1. Japan raises interest rates, and stock indexes in many countries are triggered

Last Wednesday, the Bank of Japan announced an interest rate hike, raising the policy rate from 0% to 0.25%, sending a strong hawkish signal. As a result, the Japanese stock market plummeted for three consecutive days, and the Tokyo Stock Exchange Index and Japanese government bond futures triggered the circuit breaker mechanism.

Changes in Japan's interest rates have triggered international market expectations of a decline in the Bank of Japan's demand for borrowing yen, and the trillion-dollar arbitrage trading market has been affected by panic.
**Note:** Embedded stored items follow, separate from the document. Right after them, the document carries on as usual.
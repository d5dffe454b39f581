//! Dashboard statistics flow
//!
//! `Idle → Loading → {Rendered | SessionExpired | Failed}`. Only a 401
//! changes stored state: the whole session is wiped and the view goes back
//! to the login page. Anything else leaves the dashboard as it was.

use super::{LoadingPolicy, Ports};
use crate::client::{ApiError, DashboardStats};
use crate::session::{stored_token, SessionResult, URL_KEY};
use crate::ui::{Counter, Page};

/// How a dashboard load ended
#[derive(Debug)]
pub enum DashboardState {
    /// Counters were applied
    Rendered(DashboardStats),
    /// The server refused the token; the session is gone
    SessionExpired,
    /// Any other failure; logged, nothing changed
    Failed(ApiError),
}

/// Counter values of a stats payload in dashboard order
pub fn counter_values(stats: &DashboardStats) -> [(Counter, Option<u64>); 5] {
    let subscribed = stats.subscribed.clone().unwrap_or_default();
    [
        (Counter::ActiveUsers, stats.active_users),
        (Counter::TotalSubscriptions, subscribed.total),
        (Counter::MonthlySubscriptions, subscribed.monthly),
        (Counter::SixMonthSubscriptions, subscribed.six_months),
        (Counter::AnnualSubscriptions, subscribed.annual),
    ]
}

/// Loads the dashboard counters
pub struct DashboardFlow<'a> {
    ports: Ports<'a>,
    /// Used when the session carries no base URL
    default_base_url: String,
    loading: LoadingPolicy,
}

impl<'a> DashboardFlow<'a> {
    pub fn new(
        ports: Ports<'a>,
        default_base_url: impl Into<String>,
        loading: LoadingPolicy,
    ) -> Self {
        Self {
            ports,
            default_base_url: default_base_url.into(),
            loading,
        }
    }

    pub async fn load(&self) -> SessionResult<DashboardState> {
        let store = self.ports.store;
        let token = stored_token(store)?;
        let base_url = match store.get(URL_KEY)? {
            Some(url) => url,
            None => {
                tracing::debug!("No base URL in session, using configured default");
                self.default_base_url.clone()
            }
        };

        self.ports.presenter.show_loading();
        let result = self
            .ports
            .api
            .dashboard_stats(&base_url, token.as_deref())
            .await;
        let state = self.apply(result);
        self.loading.settle(self.ports.presenter).await;

        state
    }

    fn apply(&self, result: Result<DashboardStats, ApiError>) -> SessionResult<DashboardState> {
        match result {
            Ok(stats) => {
                self.render(&stats);
                Ok(DashboardState::Rendered(stats))
            }
            Err(e) if e.is_unauthorized() => {
                tracing::warn!("Session rejected by the API, clearing stored session");
                self.ports.store.clear()?;
                self.ports.navigator.navigate(Page::Login);
                Ok(DashboardState::SessionExpired)
            }
            Err(e) => {
                tracing::error!(error = %e, "Error fetching dashboard stats");
                Ok(DashboardState::Failed(e))
            }
        }
    }

    fn render(&self, stats: &DashboardStats) {
        for (counter, value) in counter_values(stats) {
            match value {
                Some(value) => self.ports.presenter.animate_counter(counter, value),
                None => tracing::debug!(counter = counter.element_id(), "No value in payload"),
            }
        }
    }
}
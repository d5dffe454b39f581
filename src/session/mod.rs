//! Session Storage
//!
//! Persistent key-value storage for the admin session credential.
//!
//! ## Architecture
//!
//! - **SessionStore**: the storage port every flow depends on
//! - **MemoryStore**: process-local store, used in tests and one-shot runs
//! - **FileStore**: JSON file on disk, survives between CLI invocations
//! - **SessionCredential**: typed view over the `token`/`roles`/`url` keys

mod credential;
mod error;
mod file;
mod memory;

pub use credential::SessionCredential;
pub use error::{SessionError, SessionResult};
pub use file::FileStore;
pub use memory::MemoryStore;

/// Key holding the bearer token
pub const TOKEN_KEY: &str = "token";

/// Key holding the JSON-encoded role list
pub const ROLES_KEY: &str = "roles";

/// Key holding the API base URL
pub const URL_KEY: &str = "url";

/// Persistent key-value store backing the session.
///
/// Mirrors the browser's local storage: string keys, string values, and a
/// `clear` that wipes every key, not just the ones this crate writes.
pub trait SessionStore: Send + Sync {
    /// Read a value
    fn get(&self, key: &str) -> SessionResult<Option<String>>;

    /// Write a value, replacing any previous one
    fn set(&self, key: &str, value: &str) -> SessionResult<()>;

    /// Write several values as one operation.
    ///
    /// Implementations backed by a single file should override this so the
    /// entries land together.
    fn set_all(&self, entries: &[(&str, &str)]) -> SessionResult<()> {
        for (key, value) in entries {
            self.set(key, value)?;
        }
        Ok(())
    }

    /// Remove a single key
    fn remove(&self, key: &str) -> SessionResult<()>;

    /// Remove every key
    fn clear(&self) -> SessionResult<()>;
}

/// Read the stored bearer token, treating an empty string as absent
pub fn stored_token(store: &dyn SessionStore) -> SessionResult<Option<String>> {
    Ok(store.get(TOKEN_KEY)?.filter(|token| !token.is_empty()))
}

#[cfg(test)]
mod tests {
    use super::*;

    #[test]
    fn test_stored_token_ignores_empty() {
        let store = MemoryStore::new();
        assert_eq!(stored_token(&store).unwrap(), None);

        store.set(TOKEN_KEY, "").unwrap();
        assert_eq!(stored_token(&store).unwrap(), None);

        store.set(TOKEN_KEY, "abc").unwrap();
        assert_eq!(stored_token(&store).unwrap().as_deref(), Some("abc"));
    }

    /// Store with only the required methods, so `set_all` is the trait default
    #[derive(Default)]
    struct PlainStore {
        entries: std::sync::Mutex<std::collections::HashMap<String, String>>,
        writes: std::sync::atomic::AtomicUsize,
    }

    impl SessionStore for PlainStore {
        fn get(&self, key: &str) -> SessionResult<Option<String>> {
            Ok(self.entries.lock().unwrap().get(key).cloned())
        }

        fn set(&self, key: &str, value: &str) -> SessionResult<()> {
            self.writes
                .fetch_add(1, std::sync::atomic::Ordering::SeqCst);
            self.entries
                .lock()
                .unwrap()
                .insert(key.to_string(), value.to_string());
            Ok(())
        }

        fn remove(&self, key: &str) -> SessionResult<()> {
            self.entries.lock().unwrap().remove(key);
            Ok(())
        }

        fn clear(&self) -> SessionResult<()> {
            self.entries.lock().unwrap().clear();
            Ok(())
        }
    }

    #[test]
    fn test_default_set_all_writes_every_entry() {
        let store = PlainStore::default();
        store
            .set_all(&[(TOKEN_KEY, "t"), (ROLES_KEY, "[]"), (URL_KEY, "http://api")])
            .unwrap();

        assert_eq!(store.writes.load(std::sync::atomic::Ordering::SeqCst), 3);
        assert_eq!(store.get(TOKEN_KEY).unwrap().as_deref(), Some("t"));
        assert_eq!(store.get(ROLES_KEY).unwrap().as_deref(), Some("[]"));
        assert_eq!(store.get(URL_KEY).unwrap().as_deref(), Some("http://api"));
    }

    #[test]
    fn test_credential_persists_through_default_set_all() {
        let store = PlainStore::default();
        SessionCredential::new("tok", vec!["ROLE_ADMIN".to_string()], "http://api")
            .persist(&store)
            .unwrap();

        let loaded = SessionCredential::load(&store).unwrap().unwrap();
        assert_eq!(loaded.roles, vec!["ROLE_ADMIN"]);
    }
}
In the carry trade market, investors borrow low-interest currencies (such as the Japanese yen) and then invest in high-yield assets (such as stocks and high-interest bonds in other countries). When the Bank of Japan raises interest rates, the cost of borrowing yen increases, which reduces the profits of these carry trades or even turns them into losses, which will cause investors to reduce their positions and close their positions, thereby creating selling pressure on high-yield assets around the world. Especially in emerging markets, the outflow of funds that rely on carry trades will cause stock markets in these markets to fall and volatility to rise. According to the financial market view, if the Bank of Japan raises interest rates, the government will have to start paying money to all banks, and the profitability of carry trades will quickly begin to reverse.

At the same time, the Bank of Japan's interest rate hike means the appreciation of the yen, and the economies of countries that are closely linked to the Japanese economy will also be affected to a certain extent.
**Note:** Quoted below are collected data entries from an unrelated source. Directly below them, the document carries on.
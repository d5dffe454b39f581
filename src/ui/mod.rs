//! Presentation Ports
//!
//! What the flows are allowed to do to the screen: show and hide the
//! loading indicator, set inline field errors, drive the dashboard
//! counters, and change page. The terminal front end implements both
//! traits in [`TerminalView`].

mod terminal;

pub use terminal::TerminalView;

use std::fmt;

/// Pages the flows navigate between
#[derive(Debug, Clone, Copy, PartialEq, Eq, Hash)]
pub enum Page {
    Login,
    Dashboard,
}

impl Page {
    /// Document name of the page
    pub fn path(self) -> &'static str {
        match self {
            Page::Login => "login.html",
            Page::Dashboard => "dashboard.html",
        }
    }
}

impl fmt::Display for Page {
    fn fmt(&self, f: &mut fmt::Formatter<'_>) -> fmt::Result {
        f.write_str(self.path())
    }
}

/// Login form fields that carry an inline error
#[derive(Debug, Clone, Copy, PartialEq, Eq, Hash)]
pub enum Field {
    PhoneNumber,
    Password,
}

impl Field {
    /// Element holding the field's error text
    pub fn error_element(self) -> &'static str {
        match self {
            Field::PhoneNumber => "phoneError",
            Field::Password => "passwordError",
        }
    }

    pub fn label(self) -> &'static str {
        match self {
            Field::PhoneNumber => "Phone number",
            Field::Password => "Password",
        }
    }
}

/// Named counters on the dashboard
#[derive(Debug, Clone, Copy, PartialEq, Eq, Hash)]
pub enum Counter {
    ActiveUsers,
    TotalSubscriptions,
    MonthlySubscriptions,
    SixMonthSubscriptions,
    AnnualSubscriptions,
}

impl Counter {
    /// All counters in dashboard order
    pub const ALL: [Counter; 5] = [
        Counter::ActiveUsers,
        Counter::TotalSubscriptions,
        Counter::MonthlySubscriptions,
        Counter::SixMonthSubscriptions,
        Counter::AnnualSubscriptions,
    ];

    /// Element id of the counter on the dashboard page
    pub fn element_id(self) -> &'static str {
        match self {
            Counter::ActiveUsers => "activeUsersCount",
            Counter::TotalSubscriptions => "totalSubs",
            Counter::MonthlySubscriptions => "monthlySubs",
            Counter::SixMonthSubscriptions => "sixMonthSubs",
            Counter::AnnualSubscriptions => "annualSubs",
        }
    }

    pub fn label(self) -> &'static str {
        match self {
            Counter::ActiveUsers => "Active users",
            Counter::TotalSubscriptions => "Subscriptions",
            Counter::MonthlySubscriptions => "Monthly",
            Counter::SixMonthSubscriptions => "Six months",
            Counter::AnnualSubscriptions => "Annual",
        }
    }
}

/// Visible UI effects of the flows
pub trait Presenter: Send + Sync {
    fn show_loading(&self);

    fn hide_loading(&self);

    /// Replace a field's error text; an empty message clears it
    fn set_field_error(&self, field: Field, message: &str);

    fn clear_field_error(&self, field: Field) {
        self.set_field_error(field, "");
    }

    /// Count a dashboard counter up to `value`
    fn animate_counter(&self, counter: Counter, value: u64);
}

/// Page changes requested by the flows
pub trait Navigator: Send + Sync {
    fn navigate(&self, page: Page);
}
According to market data, the South Korean GEM index plummeted 8% and triggered the circuit breaker mechanism. Trading was suspended for 20 minutes. After the resumption of trading, the decline widened to 9%. Samsung's stock price hit the biggest drop since 2020, and many stocks such as Kia Motors, SK Hynix, Hyundai Motor and Cellun fell by more than 3%. U.S. stock futures continued to fall, with the Nasdaq 100 index futures falling by 2%, the S&P 500 index futures falling by more than 1%, and the U.S. 2-year Treasury yield falling to the lowest level since May 2023. The Australian market was also affected, with the S&P/ASX 200 index opening down 2.3% on Monday.

2. Macroeconomic indicators deteriorated

Last Friday, the non-farm data released by the United States was unexpectedly cold, with the number of new jobs falling to 114,000 and the unemployment rate climbing to a new high since December 2021, reaching 4.3%, triggering the Sam's Rule (an indicator for predicting economic recession). U.S. stocks and U.S. bonds fell across the board, and the crypto market, which is highly correlated with the U.S. stock market, fell synchronously.
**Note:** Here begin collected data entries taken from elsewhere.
//! Simulated HX-35 servo bus for tests and dry runs.
//!
//! [`SimulatedBus`] implements [`Transport`] by decoding every command frame,
//! applying it to an in-memory servo model and queueing the reply a real servo
//! would send. A cloned [`SimHandle`] shares the same state, so a test can keep
//! inspecting sent commands and injecting faults after the bus itself has been
//! handed to a session.

use std::collections::{HashMap, VecDeque};
use std::sync::{Arc, Mutex, MutexGuard};
use std::time::{Duration, Instant};

use tracing::trace;

use super::protocol::{
    checksum, encode_reply, AlarmTriggers, MotorMode, Opcode, ReplyData, BROADCAST_ID, HEADER,
    MIN_LENGTH,
};
use super::transport::{Transport, TransportError, TransportResult};

/// A command frame as received by the simulated servos.
#[derive(Debug, Clone, PartialEq, Eq)]
pub struct SentCommand {
    pub id: u8,
    pub opcode: Opcode,
    pub params: Vec<u8>,
}

impl SentCommand {
    /// Target position if this is a MOVE_TIME_WRITE.
    pub fn move_target(&self) -> Option<u16> {
        match self.opcode {
            Opcode::MoveTimeWrite => Some(u16::from_le_bytes([self.params[0], self.params[1]])),
            _ => None,
        }
    }

    /// Move time in milliseconds if this is a MOVE_TIME_WRITE.
    pub fn move_time_ms(&self) -> Option<u16> {
        match self.opcode {
            Opcode::MoveTimeWrite => Some(u16::from_le_bytes([self.params[2], self.params[3]])),
            _ => None,
        }
    }
}

/// Model of one servo on the simulated bus.
#[derive(Debug, Clone)]
pub struct SimServo {
    pub id: u8,
    position: f64,
    start_position: f64,
    target: f64,
    move_started: Instant,
    move_duration: Duration,
    /// Travel speed used for zero-time moves. `None` moves instantly.
    pub speed_counts_per_s: Option<f64>,
    /// Mechanical end stops the output shaft cannot pass.
    pub hard_stops: (i32, i32),
    pub torque_enabled: bool,
    pub temperature_c: i8,
    pub voltage_mv: u16,
    pub angle_limits: (u16, u16),
    pub temperature_limit_c: i8,
    pub voltage_limits: (u16, u16),
    pub alarm_triggers: AlarmTriggers,
    pub motor_mode: MotorMode,
    /// Scripted position replies, served before the model position.
    pub scripted_positions: VecDeque<i16>,
    /// Amplitude of a +/- wobble added to alternating position reads.
    pub jitter: i32,
    jitter_phase: bool,
    /// Stop replying entirely.
    pub silent: bool,
}

impl SimServo {
    pub fn new(id: u8, position: i32) -> Self {
        Self {
            id,
            position: position as f64,
            start_position: position as f64,
            target: position as f64,
            move_started: Instant::now(),
            move_duration: Duration::ZERO,
            speed_counts_per_s: None,
            hard_stops: (0, 1500),
            torque_enabled: false,
            temperature_c: 28,
            voltage_mv: 7400,
            angle_limits: (0, 1000),
            temperature_limit_c: 85,
            voltage_limits: (4500, 12000),
            alarm_triggers: AlarmTriggers::OVER_TEMPERATURE | AlarmTriggers::ROTOR_LOCKED,
            motor_mode: MotorMode::Servo,
            scripted_positions: VecDeque::new(),
            jitter: 0,
            jitter_phase: false,
            silent: false,
        }
    }

    pub fn with_hard_stops(mut self, min: i32, max: i32) -> Self {
        self.hard_stops = (min, max);
        self
    }

    pub fn with_speed(mut self, counts_per_s: f64) -> Self {
        self.speed_counts_per_s = Some(counts_per_s);
        self
    }

    pub fn with_jitter(mut self, amplitude: i32) -> Self {
        self.jitter = amplitude;
        self
    }

    /// Present shaft position, advancing any move in progress.
    pub fn position(&mut self) -> i32 {
        let elapsed = self.move_started.elapsed();
        self.position = if self.move_duration.is_zero() || elapsed >= self.move_duration {
            self.target
        } else {
            let fraction = elapsed.as_secs_f64() / self.move_duration.as_secs_f64();
            self.start_position + (self.target - self.start_position) * fraction
        };
        let (lo, hi) = self.hard_stops;
        self.position = self.position.clamp(lo as f64, hi as f64);
        self.position.round() as i32
    }

    fn start_move(&mut self, target: u16, time_ms: u16) {
        let current = self.position() as f64;
        self.start_position = current;
        self.target = target as f64;
        self.move_started = Instant::now();
        self.move_duration = if time_ms > 0 {
            Duration::from_millis(time_ms as u64)
        } else {
            match self.speed_counts_per_s {
                Some(speed) => Duration::from_secs_f64((self.target - current).abs() / speed),
                None => Duration::ZERO,
            }
        };
    }

    fn stop(&mut self) {
        let here = self.position() as f64;
        self.start_position = here;
        self.target = here;
        self.move_duration = Duration::ZERO;
    }

    fn read_position(&mut self) -> i16 {
        if let Some(scripted) = self.scripted_positions.pop_front() {
            return scripted;
        }
        let mut pos = self.position();
        if self.jitter != 0 {
            self.jitter_phase = !self.jitter_phase;
            pos += if self.jitter_phase {
                self.jitter
            } else {
                -self.jitter
            };
        }
        pos as i16
    }
}

/// Faults applied to the next replies regardless of servo.
#[derive(Debug, Default, Clone)]
struct Faults {
    drop_replies: usize,
    corrupt_replies: usize,
    write_error: bool,
}

#[derive(Debug, Default)]
struct BusState {
    servos: HashMap<u8, SimServo>,
    pending: VecDeque<Vec<u8>>,
    sent: Vec<SentCommand>,
    faults: Faults,
    closed: bool,
}

impl BusState {
    fn handle(&mut self, frame: &[u8]) {
        let Some(command) = parse_command(frame) else {
            trace!("sim: ignoring unparsable frame {:02X?}", frame);
            return;
        };
        self.sent.push(command.clone());

        if command.id == BROADCAST_ID {
            for servo in self.servos.values_mut() {
                apply_write(servo, &command);
            }
            return;
        }

        let Some(servo) = self.servos.get_mut(&command.id) else {
            return;
        };
        let reply = apply_write(servo, &command);
        if servo.id != command.id {
            if let Some(moved) = self.servos.remove(&command.id) {
                self.servos.insert(moved.id, moved);
            }
            return;
        }
        if servo.silent {
            return;
        }
        let Some(data) = reply else {
            return;
        };

        if self.faults.drop_replies > 0 {
            self.faults.drop_replies -= 1;
            return;
        }

        let mut frame = encode_reply(servo.id, &data);
        if self.faults.corrupt_replies > 0 {
            self.faults.corrupt_replies -= 1;
            let last = frame.len() - 1;
            frame[last] ^= 0x5A;
        }
        self.pending.push_back(frame);
    }
}

fn param_word(params: &[u8], i: usize) -> u16 {
    u16::from_le_bytes([params[i], params[i + 1]])
}

/// Apply a command to the model and return the reply payload, if any.
fn apply_write(servo: &mut SimServo, command: &SentCommand) -> Option<ReplyData> {
    let p = &command.params;
    match command.opcode {
        Opcode::MoveTimeWrite => {
            if servo.torque_enabled && servo.motor_mode == MotorMode::Servo {
                servo.start_move(param_word(p, 0), param_word(p, 2));
            }
            None
        }
        Opcode::MoveStop => {
            servo.stop();
            None
        }
        Opcode::IdWrite => {
            servo.id = p[0];
            None
        }
        Opcode::AngleLimitWrite => {
            servo.angle_limits = (param_word(p, 0), param_word(p, 2));
            None
        }
        Opcode::LoadOrUnloadWrite => {
            servo.torque_enabled = p[0] == 1;
            None
        }
        Opcode::MotorModeWrite => {
            servo.motor_mode = if p[0] == 1 {
                MotorMode::Motor {
                    speed: param_word(p, 2) as i16,
                }
            } else {
                MotorMode::Servo
            };
            None
        }
        Opcode::TempMaxLimitWrite => {
            servo.temperature_limit_c = p[0] as i8;
            None
        }
        Opcode::VinLimitWrite => {
            servo.voltage_limits = (param_word(p, 0), param_word(p, 2));
            None
        }
        Opcode::PosRead => Some(ReplyData::Position(servo.read_position())),
        Opcode::TempRead => Some(ReplyData::Temperature(servo.temperature_c)),
        Opcode::VinRead => Some(ReplyData::Voltage(servo.voltage_mv)),
        Opcode::IdRead => Some(ReplyData::Id(servo.id)),
        Opcode::AngleLimitRead => Some(ReplyData::AngleLimits {
            min: servo.angle_limits.0,
            max: servo.angle_limits.1,
        }),
        Opcode::LoadOrUnloadRead => Some(ReplyData::TorqueEnabled(servo.torque_enabled)),
        Opcode::LedErrorRead => Some(ReplyData::AlarmTriggers(servo.alarm_triggers)),
        Opcode::MotorModeRead => Some(ReplyData::MotorMode(servo.motor_mode)),
        Opcode::TempMaxLimitRead => Some(ReplyData::TempMaxLimit(servo.temperature_limit_c)),
        Opcode::VinLimitRead => Some(ReplyData::VinLimits {
            min_mv: servo.voltage_limits.0,
            max_mv: servo.voltage_limits.1,
        }),
        Opcode::MoveTimeRead => Some(ReplyData::MoveTime {
            position: servo.target.round() as u16,
            time_ms: servo.move_duration.as_millis().min(u16::MAX as u128) as u16,
        }),
        _ => None,
    }
}

/// Parse a command frame the way a servo would.
fn parse_command(frame: &[u8]) -> Option<SentCommand> {
    if frame.len() < HEADER.len() + 4 || frame[..2] != HEADER {
        return None;
    }
    let length = frame[3];
    if length < MIN_LENGTH || frame.len() != length as usize + 3 {
        return None;
    }
    let body = &frame[2..frame.len() - 1];
    if checksum(body) != frame[frame.len() - 1] {
        return None;
    }
    Some(SentCommand {
        id: body[0],
        opcode: Opcode::from_byte(body[2])?,
        params: body[3..].to_vec(),
    })
}

/// In-process servo bus.
pub struct SimulatedBus {
    state: Arc<Mutex<BusState>>,
}

/// Shared view of a [`SimulatedBus`] for inspection and fault injection.
#[derive(Clone)]
pub struct SimHandle {
    state: Arc<Mutex<BusState>>,
}

impl SimulatedBus {
    /// Create a bus populated with `servos`, returning the bus and a handle to it.
    pub fn new(servos: impl IntoIterator<Item = SimServo>) -> (Self, SimHandle) {
        let state = BusState {
            servos: servos.into_iter().map(|s| (s.id, s)).collect(),
            ..Default::default()
        };
        let state = Arc::new(Mutex::new(state));
        (
            Self {
                state: state.clone(),
            },
            SimHandle { state },
        )
    }

    fn lock(&self) -> MutexGuard<'_, BusState> {
        self.state.lock().unwrap_or_else(|poisoned| poisoned.into_inner())
    }
}

impl Transport for SimulatedBus {
    fn write_frame(&mut self, frame: &[u8]) -> TransportResult<()> {
        let mut state = self.lock();
        if state.faults.write_error {
            return Err(std::io::Error::new(std::io::ErrorKind::BrokenPipe, "adapter unplugged").into());
        }
        state.handle(frame);
        Ok(())
    }

    fn read_frame(&mut self, _timeout: Duration) -> TransportResult<Vec<u8>> {
        self.lock().pending.pop_front().ok_or(TransportError::Timeout)
    }

    fn clear_input(&mut self) -> TransportResult<()> {
        self.lock().pending.clear();
        Ok(())
    }

    fn close(&mut self) {
        self.lock().closed = true;
    }
}

impl SimHandle {
    fn lock(&self) -> MutexGuard<'_, BusState> {
        self.state.lock().unwrap_or_else(|poisoned| poisoned.into_inner())
    }

    /// Open another bus over the same servos, as a reconnect would.
    pub fn bus(&self) -> SimulatedBus {
        let mut state = self.lock();
        state.closed = false;
        state.pending.clear();
        drop(state);
        SimulatedBus {
            state: self.state.clone(),
        }
    }

    /// Every command frame written so far, in order.
    pub fn sent(&self) -> Vec<SentCommand> {
        self.lock().sent.clone()
    }

    /// Commands written so far, draining the record.
    pub fn take_sent(&self) -> Vec<SentCommand> {
        std::mem::take(&mut self.lock().sent)
    }

    /// MOVE_TIME_WRITE targets sent to `id`, in order.
    pub fn move_targets(&self, id: u8) -> Vec<u16> {
        self.lock()
            .sent
            .iter()
            .filter(|c| c.id == id)
            .filter_map(SentCommand::move_target)
            .collect()
    }

    /// Run `f` against the model of servo `id`.
    ///
    /// # Panics
    ///
    /// Panics if no servo with that ID is on the bus.
    pub fn with_servo<R>(&self, id: u8, f: impl FnOnce(&mut SimServo) -> R) -> R {
        let mut state = self.lock();
        let servo = state
            .servos
            .get_mut(&id)
            .unwrap_or_else(|| panic!("no simulated servo with id {id}"));
        f(servo)
    }

    /// Present position of servo `id`.
    pub fn position(&self, id: u8) -> i32 {
        self.with_servo(id, |s| s.position())
    }

    /// Queue scripted position replies for servo `id`.
    pub fn script_positions(&self, id: u8, positions: &[i16]) {
        self.with_servo(id, |s| s.scripted_positions.extend(positions.iter().copied()));
    }

    /// Make servo `id` stop (or resume) replying.
    pub fn set_silent(&self, id: u8, silent: bool) {
        self.with_servo(id, |s| s.silent = silent);
    }

    /// Drop the next `count` replies from any servo.
    pub fn drop_next_replies(&self, count: usize) {
        self.lock().faults.drop_replies = count;
    }

    /// Corrupt the checksum of the next `count` replies from any servo.
    pub fn corrupt_next_replies(&self, count: usize) {
        self.lock().faults.corrupt_replies = count;
    }

    /// Make every subsequent write fail with an I/O error.
    pub fn fail_writes(&self) {
        self.lock().faults.write_error = true;
    }

    /// Push raw bytes into the receive queue.
    pub fn inject_reply(&self, frame: Vec<u8>) {
        self.lock().pending.push_back(frame);
    }

    pub fn is_closed(&self) -> bool {
        self.lock().closed
    }
}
The non-farm data that did not meet expectations triggered market concerns about a hard landing of the US economy. Bond traders believed that the US economy was on the verge of deterioration and predicted that the Federal Reserve would need to start easing monetary policy aggressively to avoid a recession. Institutions such as JPMorgan Chase and Citigroup have also adjusted their expectations for rate cuts, betting that the Federal Reserve will cut interest rates by 50 basis points in September.

In addition, some people pointed out that the previous concerns of the US stock market about high inflation have basically disappeared, and quickly gave way to new concerns that the economy will stall unless the Federal Reserve lowers interest rates.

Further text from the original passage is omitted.